Show every line of the data that includes the word "impl".
START Data provided
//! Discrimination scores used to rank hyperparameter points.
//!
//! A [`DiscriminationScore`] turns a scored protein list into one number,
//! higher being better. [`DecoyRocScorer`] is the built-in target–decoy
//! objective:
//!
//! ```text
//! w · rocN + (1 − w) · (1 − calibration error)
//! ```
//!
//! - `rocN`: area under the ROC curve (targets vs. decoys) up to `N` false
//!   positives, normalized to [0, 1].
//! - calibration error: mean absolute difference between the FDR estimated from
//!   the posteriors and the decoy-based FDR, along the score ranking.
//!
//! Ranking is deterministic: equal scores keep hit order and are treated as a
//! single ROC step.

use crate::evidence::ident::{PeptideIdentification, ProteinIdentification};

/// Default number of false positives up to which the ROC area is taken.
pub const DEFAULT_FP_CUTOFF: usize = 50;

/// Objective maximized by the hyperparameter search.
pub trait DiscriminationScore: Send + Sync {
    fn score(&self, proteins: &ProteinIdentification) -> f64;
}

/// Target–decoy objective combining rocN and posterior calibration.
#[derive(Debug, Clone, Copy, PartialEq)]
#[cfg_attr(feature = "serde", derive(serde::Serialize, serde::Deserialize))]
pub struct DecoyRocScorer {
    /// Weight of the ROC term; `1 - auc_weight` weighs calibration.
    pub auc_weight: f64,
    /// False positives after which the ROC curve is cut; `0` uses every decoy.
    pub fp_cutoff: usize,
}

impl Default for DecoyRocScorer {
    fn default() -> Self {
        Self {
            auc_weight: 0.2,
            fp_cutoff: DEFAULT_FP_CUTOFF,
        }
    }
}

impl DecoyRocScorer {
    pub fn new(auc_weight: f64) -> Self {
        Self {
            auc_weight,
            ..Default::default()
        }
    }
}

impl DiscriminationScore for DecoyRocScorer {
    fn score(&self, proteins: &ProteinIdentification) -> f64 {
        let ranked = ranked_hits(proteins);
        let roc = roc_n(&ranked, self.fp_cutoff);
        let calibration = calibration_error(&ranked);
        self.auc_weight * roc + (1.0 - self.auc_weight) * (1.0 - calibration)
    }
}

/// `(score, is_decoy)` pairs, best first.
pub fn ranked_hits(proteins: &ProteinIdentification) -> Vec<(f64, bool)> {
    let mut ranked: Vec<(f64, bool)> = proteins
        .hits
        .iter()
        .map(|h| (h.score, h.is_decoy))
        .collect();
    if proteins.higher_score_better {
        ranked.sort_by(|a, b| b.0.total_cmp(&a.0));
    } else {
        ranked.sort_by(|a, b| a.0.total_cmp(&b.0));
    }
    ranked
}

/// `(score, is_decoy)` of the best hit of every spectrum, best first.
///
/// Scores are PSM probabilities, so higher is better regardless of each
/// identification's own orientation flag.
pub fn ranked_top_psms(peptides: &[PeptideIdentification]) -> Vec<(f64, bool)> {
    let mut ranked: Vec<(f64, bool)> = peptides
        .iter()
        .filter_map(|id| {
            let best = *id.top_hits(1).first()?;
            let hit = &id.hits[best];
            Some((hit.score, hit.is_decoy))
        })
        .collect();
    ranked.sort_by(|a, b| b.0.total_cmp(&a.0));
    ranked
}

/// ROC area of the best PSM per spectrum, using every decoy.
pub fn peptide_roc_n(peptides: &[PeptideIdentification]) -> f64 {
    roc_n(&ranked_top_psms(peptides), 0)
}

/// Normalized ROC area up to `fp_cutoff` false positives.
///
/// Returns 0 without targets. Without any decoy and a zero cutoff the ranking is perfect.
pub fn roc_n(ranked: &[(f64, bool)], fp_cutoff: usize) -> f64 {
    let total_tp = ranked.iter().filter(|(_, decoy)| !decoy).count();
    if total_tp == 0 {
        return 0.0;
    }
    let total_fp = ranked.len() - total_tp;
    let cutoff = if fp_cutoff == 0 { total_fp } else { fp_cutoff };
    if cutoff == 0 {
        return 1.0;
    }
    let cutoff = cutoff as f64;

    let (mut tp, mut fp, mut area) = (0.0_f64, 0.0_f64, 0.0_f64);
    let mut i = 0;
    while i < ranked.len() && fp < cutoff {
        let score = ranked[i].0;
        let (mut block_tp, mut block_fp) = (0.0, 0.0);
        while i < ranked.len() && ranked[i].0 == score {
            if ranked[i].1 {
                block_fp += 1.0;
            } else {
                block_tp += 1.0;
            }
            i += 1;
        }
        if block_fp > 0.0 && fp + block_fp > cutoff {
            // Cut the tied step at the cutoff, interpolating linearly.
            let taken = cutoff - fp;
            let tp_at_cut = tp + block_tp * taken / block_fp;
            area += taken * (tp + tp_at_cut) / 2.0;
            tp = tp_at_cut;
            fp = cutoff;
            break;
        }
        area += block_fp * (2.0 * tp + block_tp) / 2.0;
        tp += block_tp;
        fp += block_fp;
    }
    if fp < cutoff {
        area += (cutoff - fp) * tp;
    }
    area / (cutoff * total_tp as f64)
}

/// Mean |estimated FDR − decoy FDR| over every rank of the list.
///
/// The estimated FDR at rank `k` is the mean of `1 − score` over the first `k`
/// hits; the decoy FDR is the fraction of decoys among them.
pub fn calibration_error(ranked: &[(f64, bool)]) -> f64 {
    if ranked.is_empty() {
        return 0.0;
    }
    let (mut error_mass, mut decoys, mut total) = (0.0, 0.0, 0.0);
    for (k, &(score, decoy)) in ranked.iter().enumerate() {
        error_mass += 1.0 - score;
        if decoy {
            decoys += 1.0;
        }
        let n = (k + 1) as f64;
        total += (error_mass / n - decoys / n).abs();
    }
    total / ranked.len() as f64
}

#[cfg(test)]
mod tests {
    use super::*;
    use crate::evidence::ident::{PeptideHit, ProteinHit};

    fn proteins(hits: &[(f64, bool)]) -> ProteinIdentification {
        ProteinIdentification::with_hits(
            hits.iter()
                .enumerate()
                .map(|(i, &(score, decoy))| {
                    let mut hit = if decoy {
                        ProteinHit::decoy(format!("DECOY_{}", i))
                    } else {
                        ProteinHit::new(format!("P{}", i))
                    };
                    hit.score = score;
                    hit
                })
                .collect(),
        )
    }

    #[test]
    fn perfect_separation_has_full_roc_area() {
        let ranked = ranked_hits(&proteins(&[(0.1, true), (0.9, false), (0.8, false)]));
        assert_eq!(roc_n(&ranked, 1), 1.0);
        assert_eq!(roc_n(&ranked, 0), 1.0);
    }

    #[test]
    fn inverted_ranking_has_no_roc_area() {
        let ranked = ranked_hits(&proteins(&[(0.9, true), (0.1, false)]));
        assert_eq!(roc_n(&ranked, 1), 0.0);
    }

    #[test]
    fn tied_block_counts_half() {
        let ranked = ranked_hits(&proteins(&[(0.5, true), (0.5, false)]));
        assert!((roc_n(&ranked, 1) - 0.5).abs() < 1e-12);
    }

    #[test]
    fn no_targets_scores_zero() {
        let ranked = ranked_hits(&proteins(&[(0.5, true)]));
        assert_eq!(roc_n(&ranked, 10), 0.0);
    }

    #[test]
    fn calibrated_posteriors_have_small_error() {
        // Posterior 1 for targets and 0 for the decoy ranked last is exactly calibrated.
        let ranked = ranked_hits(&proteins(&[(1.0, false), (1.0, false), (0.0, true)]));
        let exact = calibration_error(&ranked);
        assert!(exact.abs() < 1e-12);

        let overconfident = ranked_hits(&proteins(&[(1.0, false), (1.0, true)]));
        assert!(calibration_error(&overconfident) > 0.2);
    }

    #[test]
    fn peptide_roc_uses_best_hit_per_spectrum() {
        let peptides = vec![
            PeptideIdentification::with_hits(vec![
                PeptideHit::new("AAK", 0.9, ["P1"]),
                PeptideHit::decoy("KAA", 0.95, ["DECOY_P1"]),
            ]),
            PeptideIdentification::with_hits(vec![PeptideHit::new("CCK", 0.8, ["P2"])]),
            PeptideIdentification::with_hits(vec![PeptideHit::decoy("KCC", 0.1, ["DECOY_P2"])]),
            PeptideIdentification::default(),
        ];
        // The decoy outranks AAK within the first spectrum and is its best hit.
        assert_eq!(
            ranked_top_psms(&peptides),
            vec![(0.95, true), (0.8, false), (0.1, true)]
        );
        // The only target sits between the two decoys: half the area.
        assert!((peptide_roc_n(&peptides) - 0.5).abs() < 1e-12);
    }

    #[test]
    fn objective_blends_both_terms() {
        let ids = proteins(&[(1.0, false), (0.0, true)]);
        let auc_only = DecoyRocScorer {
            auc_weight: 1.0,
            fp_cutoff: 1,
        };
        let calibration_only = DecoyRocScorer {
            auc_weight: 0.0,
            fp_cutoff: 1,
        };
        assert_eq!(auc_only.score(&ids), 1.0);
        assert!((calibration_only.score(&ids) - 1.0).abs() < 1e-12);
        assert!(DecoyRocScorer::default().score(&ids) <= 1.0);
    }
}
END Data provided
Answer box >>
impl Default for DecoyRocScorer {
impl DecoyRocScorer {
impl DiscriminationScore for DecoyRocScorer {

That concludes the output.